Movie Mom

Movie Mom


Crazy, Stupid, Love

posted by Nell Minow
D
Lowest Recommended Age:Mature High Schooler
MPAA Rating:Rated PG-13 for coarse humor, sexual content, and language
Profanity:Strong and explicit language
Nudity/Sex:Very explicit sexual references and situations, casual sex and one-night stands, manipulation to have sex, masturbation, infidelity, teenage girl gives nude photos of herself to a middle schooler
Alcohol/Drugs:Scenes in bar, drinking, drinking to deal with stress, bad decisions made while tipsy
Violence/Scariness:Comic scuffles, tense family confrontations
Diversity Issues:None
Movie Release Date:July 29, 2011
DVD Release Date:November 1, 2011

This painful comedy about the agonies of love has some deftly observed moments and strong performances but its essential tawdriness overwhelms its efforts to be cuddly and life-affirming.

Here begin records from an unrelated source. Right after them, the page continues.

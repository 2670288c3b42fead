//! Buffered logger for hosts provisioned in parallel.
use std::sync::{Arc, Mutex};

use super::logger::Logger;
use super::types::{Log, TaskStatus};

/// A single buffered log entry, replayed when flushed.
#[derive(Debug, Clone)]
enum LogEntry {
    Stage(String),
    Info(String),
    Debug(String),
    Warn(String),
    Error(String),
    DryRun(String),
}

impl LogEntry {
    /// Replay this entry to the console and log file via tracing.
    fn replay(&self) {
        match self {
            Self::Stage(msg) => tracing::info!(target: "devenv::stage", "{msg}"),
            Self::Info(msg) => tracing::info!("{msg}"),
            Self::Debug(msg) => tracing::debug!("{msg}"),
            Self::Warn(msg) => tracing::warn!("{msg}"),
            Self::Error(msg) => tracing::error!("{msg}"),
            Self::DryRun(msg) => tracing::info!(target: "devenv::dry_run", "{msg}"),
        }
    }
}

/// Implement the display methods of [`Log`] by buffering each message into
/// `self.entries` as the corresponding [`LogEntry`] variant.
macro_rules! buffer_log_methods {
    ($($method:ident => $variant:ident),+ $(,)?) => {
        $(
            fn $method(&self, msg: &str) {
                if let Ok(mut guard) = self.entries.lock() {
                    guard.push(LogEntry::$variant(msg.to_string()));
                }
            }
        )+
    };
}

/// Buffered logger for one host.
///
/// Captures display output in memory so that hosts provisioned in parallel
/// do not interleave their console output. The captured entries are
/// replayed as one block when [`flush_and_complete`](Self::flush_and_complete)
/// is called.
///
/// [`record_task`](Log::record_task) is forwarded directly to the underlying
/// [`Logger`], stamped with the host name.
#[derive(Debug)]
pub struct BufferedLog {
    inner: Arc<Logger>,
    host: String,
    entries: Mutex<Vec<LogEntry>>,
}

impl BufferedLog {
    /// Create a buffered logger for `host` backed by the given [`Logger`].
    #[must_use]
    pub fn for_host(inner: Arc<Logger>, host: &str) -> Self {
        Self {
            inner,
            host: host.to_string(),
            entries: Mutex::new(Vec::new()),
        }
    }

    /// Host this log records tasks for.
    #[must_use]
    pub fn host(&self) -> &str {
        &self.host
    }

    /// Record that the host could not be reached.
    pub fn record_unreachable(&self, reason: &str) {
        self.inner.record_unreachable(&self.host, reason);
    }

    /// Replay all buffered entries to the backing [`Logger`].
    #[cfg(test)]
    pub fn flush(&self) {
        let entries = match self.entries.lock() {
            Ok(guard) => guard.clone(),
            Err(_) => return,
        };
        for entry in &entries {
            entry.replay();
        }
    }

    /// Flush all buffered entries and remove the host from the active set.
    ///
    /// Acquires the flush lock on the backing [`Logger`] to prevent
    /// interleaved console output when several hosts finish together.
    pub fn flush_and_complete(&self) {
        let _guard = self
            .inner
            .flush_lock
            .lock()
            .unwrap_or_else(std::sync::PoisonError::into_inner);
        self.inner.clear_progress();
        let entries = match self.entries.lock() {
            Ok(guard) => guard.clone(),
            Err(_) => return,
        };
        for entry in &entries {
            entry.replay();
        }
        let remaining = self.inner.active_hosts.lock().ok().and_then(|mut active| {
            active.retain(|n| n != &self.host);
            (!active.is_empty()).then(|| active.join(", "))
        });
        if let Some(names) = remaining {
            self.inner.draw_progress(&names);
        }
    }
}

impl Log for BufferedLog {
    buffer_log_methods! {
        stage   => Stage,
        info    => Info,
        debug   => Debug,
        warn    => Warn,
        error   => Error,
        dry_run => DryRun,
    }

    fn record_task(&self, name: &str, status: TaskStatus, message: Option<&str>) {
        self.inner
            .record_host_task(&self.host, name, status, message);
    }
}

#[cfg(test)]
#[allow(clippy::expect_used, clippy::unwrap_used, clippy::indexing_slicing)]
mod tests {
    use super::*;
    use crate::logging::isolated_logger;
    use std::fs;

    #[test]
    fn record_task_is_stamped_with_host() {
        let (log, _tmp, _guard) = isolated_logger();
        let log = Arc::new(log);
        let buf = BufferedLog::for_host(Arc::clone(&log), "devbox");
        buf.record_task("packages: install", TaskStatus::Changed, None);
        let entries = log.task_entries();
        assert_eq!(entries.len(), 1);
        assert_eq!(entries[0].host.as_deref(), Some("devbox"));
        assert_eq!(entries[0].name, "packages: install");
    }

    #[test]
    fn record_unreachable_forwards_to_logger() {
        let (log, _tmp, _guard) = isolated_logger();
        let log = Arc::new(log);
        let buf = BufferedLog::for_host(Arc::clone(&log), "gone");
        buf.record_unreachable("No route to host");
        assert!(log.recap()[0].unreachable);
    }

    #[test]
    fn flush_replays_to_file() {
        let (log, _tmp, _guard) = isolated_logger();
        let log = Arc::new(log);
        let buf = BufferedLog::for_host(Arc::clone(&log), "devbox");
        let marker = format!("buf-marker-{}", std::process::id());
        buf.info(&marker);
        let path = log.log_path().expect("log path");
        let before = fs::read_to_string(path).unwrap();
        assert!(
            !before.contains(&marker),
            "buffered output should not be written before flush"
        );
        buf.flush();
        let after = fs::read_to_string(path).unwrap();
        assert!(after.contains(&marker));
    }

    #[test]
    fn flush_preserves_entry_order() {
        let (log, _tmp, _guard) = isolated_logger();
        let log = Arc::new(log);
        let buf = BufferedLog::for_host(Arc::clone(&log), "devbox");
        buf.stage("stage-1");
        buf.info("info-1");
        buf.debug("debug-1");
        buf.warn("warn-1");
        buf.dry_run("dry-1");
        buf.error("error-1");
        buf.flush();
        let contents = fs::read_to_string(log.log_path().expect("log path")).unwrap();
        let positions: Vec<usize> = ["stage-1", "info-1", "debug-1", "warn-1", "dry-1", "error-1"]
            .iter()
            .map(|m| contents.find(m).expect("marker in log"))
            .collect();
        assert!(positions.windows(2).all(|w| w[0] < w[1]), "{positions:?}");
    }

    #[test]
    fn flush_and_complete_clears_progress_rows() {
        let (log, _tmp, _guard) = isolated_logger();
        let log = Arc::new(log);
        log.notify_host_start("devbox");
        let buf = BufferedLog::for_host(Arc::clone(&log), "devbox");
        buf.flush_and_complete();
        assert_eq!(log.progress_rows_count(), 0);
    }

    #[test]
    #[allow(clippy::significant_drop_tightening)]
    fn flush_and_complete_keeps_other_hosts_active() {
        let (log, _tmp, _guard) = isolated_logger();
        let log = Arc::new(log);
        log.notify_host_start("web");
        log.notify_host_start("db");
        BufferedLog::for_host(Arc::clone(&log), "web").flush_and_complete();
        let active = log.active_hosts.lock().unwrap();
        assert_eq!(*active, vec!["db".to_string()]);
    }
}
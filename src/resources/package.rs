//! OS package resource.
use std::collections::HashSet;

use anyhow::Result;

use super::ResourceState;
use crate::exec::Executor;

/// Supported package managers.
#[derive(Debug, Clone, Copy, PartialEq, Eq)]
pub enum PackageManager {
    /// Debian and Ubuntu (apt-get / dpkg).
    Apt,
    /// Fedora and RHEL (dnf / rpm).
    Dnf,
    /// Arch Linux (pacman).
    Pacman,
}

impl std::fmt::Display for PackageManager {
    fn fmt(&self, f: &mut std::fmt::Formatter<'_>) -> std::fmt::Result {
        match self {
            Self::Apt => write!(f, "apt"),
            Self::Dnf => write!(f, "dnf"),
            Self::Pacman => write!(f, "pacman"),
        }
    }
}

impl PackageManager {
    /// Detect the package manager available on the target.
    #[must_use]
    pub fn detect(executor: &dyn Executor) -> Option<Self> {
        [
            ("apt-get", Self::Apt),
            ("dnf", Self::Dnf),
            ("pacman", Self::Pacman),
        ]
        .into_iter()
        .find(|(program, _)| executor.which(program))
        .map(|(_, manager)| manager)
    }

    /// Run the install command for `names` in one invocation.
    fn install(self, executor: &dyn Executor, names: &[&str]) -> Result<()> {
        match self {
            Self::Apt => {
                executor.run("apt-get", &["update", "-qq"])?;
                let mut args = vec![
                    "DEBIAN_FRONTEND=noninteractive",
                    "apt-get",
                    "install",
                    "-y",
                    "-qq",
                ];
                args.extend_from_slice(names);
                executor.run("env", &args)?;
            }
            Self::Dnf => {
                let mut args = vec!["install", "-y", "-q"];
                args.extend_from_slice(names);
                executor.run("dnf", &args)?;
            }
            Self::Pacman => {
                let mut args = vec!["-S", "--needed", "--noconfirm"];
                args.extend_from_slice(names);
                executor.run("pacman", &args)?;
            }
        }
        Ok(())
    }
}

/// A system package checked against a bulk query and installed in a batch.
#[derive(Debug)]
pub struct PackageResource<'a> {
    /// Package name.
    pub name: String,
    /// Package manager to use.
    pub manager: PackageManager,
    /// Executor for package manager commands (privileged for installs).
    executor: &'a dyn Executor,
}

impl<'a> PackageResource<'a> {
    /// Create a new package resource.
    #[must_use]
    pub const fn new(name: String, manager: PackageManager, executor: &'a dyn Executor) -> Self {
        Self {
            name,
            manager,
            executor,
        }
    }

    /// Human-readable description, e.g. `git (apt)`.
    #[must_use]
    pub fn description(&self) -> String {
        format!("{} ({})", self.name, self.manager)
    }

    /// Determine the resource state from a pre-fetched set of installed package names.
    ///
    /// This avoids running a per-package query when used with
    /// [`get_installed_packages`].
    #[must_use]
    pub fn state_from_installed(&self, installed: &HashSet<String>) -> ResourceState {
        if installed.contains(&self.name) {
            ResourceState::Correct
        } else {
            ResourceState::Missing
        }
    }
}

/// Query the full set of installed package names for a given manager.
///
/// This runs a **single** command regardless of how many packages need to
/// be checked.
///
/// # Errors
///
/// Returns an error if the query cannot be executed or exits non-zero; an
/// empty set would make every package look missing.
pub fn get_installed_packages(
    manager: PackageManager,
    executor: &dyn Executor,
) -> Result<HashSet<String>> {
    let result = match manager {
        PackageManager::Apt => {
            executor.run("dpkg-query", &["-W", "-f", "${Package} ${Status}\\n"])?
        }
        PackageManager::Dnf => executor.run("rpm", &["-qa", "--qf", "%{NAME}\\n"])?,
        PackageManager::Pacman => executor.run("pacman", &["-Qq"])?,
    };

    let mut set = HashSet::new();
    for line in result.stdout.lines() {
        let mut fields = line.split_whitespace();
        let Some(name) = fields.next() else {
            continue;
        };
        // dpkg keeps removed-but-configured packages in its database.
        if manager == PackageManager::Apt && !line.ends_with("install ok installed") {
            continue;
        }
        set.insert(name.to_string());
    }
    Ok(set)
}

/// Install a batch of packages in a single command per package manager.
///
/// Groups the given resources by their [`PackageManager`] and runs one
/// installation command per group, using the first resource's executor.
///
/// # Errors
///
/// Returns an error if any package manager command fails.
pub fn batch_install_packages(resources: &[&PackageResource<'_>]) -> Result<()> {
    for manager in [
        PackageManager::Apt,
        PackageManager::Dnf,
        PackageManager::Pacman,
    ] {
        let group: Vec<&&PackageResource<'_>> =
            resources.iter().filter(|r| r.manager == manager).collect();
        let Some(first) = group.first() else {
            continue;
        };
        let names: Vec<&str> = group.iter().map(|r| r.name.as_str()).collect();
        manager.install(first.executor, &names)?;
    }
    Ok(())
}
//! Target host inventory.
//!
//! `-i` accepts either a path to a TOML inventory file or a comma-separated
//! host list (`host`, `user@host`, `host:port`).
use std::collections::HashSet;
use std::path::Path;

use serde::Deserialize;

use super::toml_loader;
use crate::error::ConfigError;

/// Addresses that are always reached through the local transport.
const LOCAL_ADDRESSES: &[&str] = &["localhost", "127.0.0.1", "::1"];

/// How commands reach a host.
#[derive(Debug, Clone, Copy, PartialEq, Eq, Deserialize)]
#[serde(rename_all = "lowercase")]
pub enum Transport {
    /// Processes on this machine.
    Local,
    /// The system `ssh` client.
    Ssh,
}

/// A target host.
#[derive(Debug, Clone, PartialEq, Eq)]
pub struct Host {
    /// Name used in output.
    pub name: String,
    /// Address passed to `ssh` (defaults to the name).
    pub address: String,
    /// SSH port when not the default.
    pub port: Option<u16>,
    /// Login user for this host.
    pub user: Option<String>,
    /// Transport.
    pub transport: Transport,
}

impl Host {
    /// A host reached through the local transport.
    #[must_use]
    pub fn local(name: &str) -> Self {
        Self {
            name: name.to_string(),
            address: name.to_string(),
            port: None,
            user: None,
            transport: Transport::Local,
        }
    }

    /// Whether `address` refers to this machine.
    #[must_use]
    pub fn is_local_address(address: &str) -> bool {
        LOCAL_ADDRESSES.contains(&address)
    }
}

/// Ordered, duplicate-free list of hosts.
#[derive(Debug, Clone, PartialEq, Eq)]
pub struct Inventory {
    /// Hosts in declaration order.
    pub hosts: Vec<Host>,
}

impl Inventory {
    /// The default inventory: this machine only.
    #[must_use]
    pub fn local() -> Self {
        Self {
            hosts: vec![Host::local("localhost")],
        }
    }

    fn new(hosts: Vec<Host>) -> Result<Self, ConfigError> {
        if hosts.is_empty() {
            return Err(ConfigError::InvalidInventory("no hosts defined".to_string()));
        }
        let mut seen = HashSet::new();
        for host in &hosts {
            if !seen.insert(host.name.as_str()) {
                return Err(ConfigError::InvalidInventory(format!(
                    "duplicate host '{}'",
                    host.name
                )));
            }
        }
        Ok(Self { hosts })
    }
}

#[derive(Debug, Deserialize)]
#[serde(deny_unknown_fields)]
struct InventoryFile {
    #[serde(default)]
    hosts: Vec<HostEntry>,
}

#[derive(Debug, Deserialize)]
#[serde(deny_unknown_fields)]
struct HostEntry {
    name: String,
    address: Option<String>,
    port: Option<u16>,
    user: Option<String>,
    connection: Option<Transport>,
}

impl From<HostEntry> for Host {
    fn from(entry: HostEntry) -> Self {
        let address = entry.address.unwrap_or_else(|| entry.name.clone());
        let transport = entry.connection.unwrap_or(if Self::is_local_address(&address) {
            Transport::Local
        } else {
            Transport::Ssh
        });
        Self {
            name: entry.name,
            address,
            port: entry.port,
            user: entry.user,
            transport,
        }
    }
}

/// Load an inventory file.
///
/// # Errors
///
/// Returns an error if the file cannot be read or parsed, defines no hosts,
/// or repeats a host name.
pub fn load(path: &Path) -> Result<Inventory, ConfigError> {
    if !path.is_file() {
        return Err(ConfigError::InvalidInventory(format!(
            "inventory file not found: {}",
            path.display()
        )));
    }
    let file: InventoryFile = toml_loader::load_config(path)?;
    Inventory::new(file.hosts.into_iter().map(Host::from).collect())
}

/// Interpret the `-i` argument.
///
/// Anything containing a comma, or not naming an existing file, is read as
/// a host list.
///
/// # Errors
///
/// Returns an error if the inventory is empty, malformed, or has duplicates.
pub fn parse_arg(arg: &str) -> Result<Inventory, ConfigError> {
    let path = Path::new(arg);
    if !arg.contains(',') && path.is_file() {
        return load(path);
    }
    let hosts = arg
        .split(',')
        .map(str::trim)
        .filter(|s| !s.is_empty())
        .map(parse_host)
        .collect::<Result<Vec<_>, _>>()?;
    Inventory::new(hosts)
}

/// Parse `[user@]host[:port]`.
fn parse_host(spec: &str) -> Result<Host, ConfigError> {
    let (user, rest) = match spec.split_once('@') {
        Some((user, rest)) if !user.is_empty() => (Some(user.to_string()), rest),
        Some(_) => {
            return Err(ConfigError::InvalidInventory(format!(
                "empty user in '{spec}'"
            )));
        }
        None => (None, spec),
    };

    // A bare IPv6 address has several colons and no port.
    let (address, port) = match rest.rsplit_once(':') {
        Some((addr, port)) if !addr.contains(':') => {
            let port = port.parse::<u16>().map_err(|_| {
                ConfigError::InvalidInventory(format!("invalid port in '{spec}'"))
            })?;
            (addr, Some(port))
        }
        _ => (rest, None),
    };
    if address.is_empty() {
        return Err(ConfigError::InvalidInventory(format!(
            "empty host in '{spec}'"
        )));
    }

    let transport = if Host::is_local_address(address) && user.is_none() && port.is_none() {
        Transport::Local
    } else {
        Transport::Ssh
    };
    Ok(Host {
        name: address.to_string(),
        address: address.to_string(),
        port,
        user,
        transport,
    })
}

Everyone is miserably in love with the wrong person.  Steve Carell plays Cal, married for almost 25 years to his teenage sweetheart, Emily (Julianne Moore), who tells him in the opening scene that she wants a divorce.  Their 13-year-old son, Robbie (Jonah Bobo) is in love with their 17-year-old babysitter, Jessica (the heart-twistingly vulnerable Analeigh Tipton).  Jessica has a crush on Cal.  Emily slept with her co-worker, David (Kevin Bacon).  Cal goes to a bar to drown his sorrows and meets someone who is not miserable and not in love: Jacob (Ryan Gosling), who takes a different beautiful woman home from the bar every night.  Jacob tells Cal that he lost Emily because he lost his sense of what it means to be a man.  For Jacob, being a man means pitching the New Balance shoes and ill-fitting suits and manipulating women to have sex by pretending to listen to them.  Cal is soon channeling his inner playa, first seducing a teacher named Kate (Marisa Tomei in a thankless role) and then a series of montaged lovelies.  Meanwhile, Robbie is texting romantic pleas to Jessica and Jessica is following the advice of a classmate and taking nude photos of herself to give to Cal and Emily is dating David, whose role seems to be nice guy whose unfitness for love is demonstrated by everyone’s intended-to-be-funny-but-not-funny-at-all inability to pronounce his last name correctly.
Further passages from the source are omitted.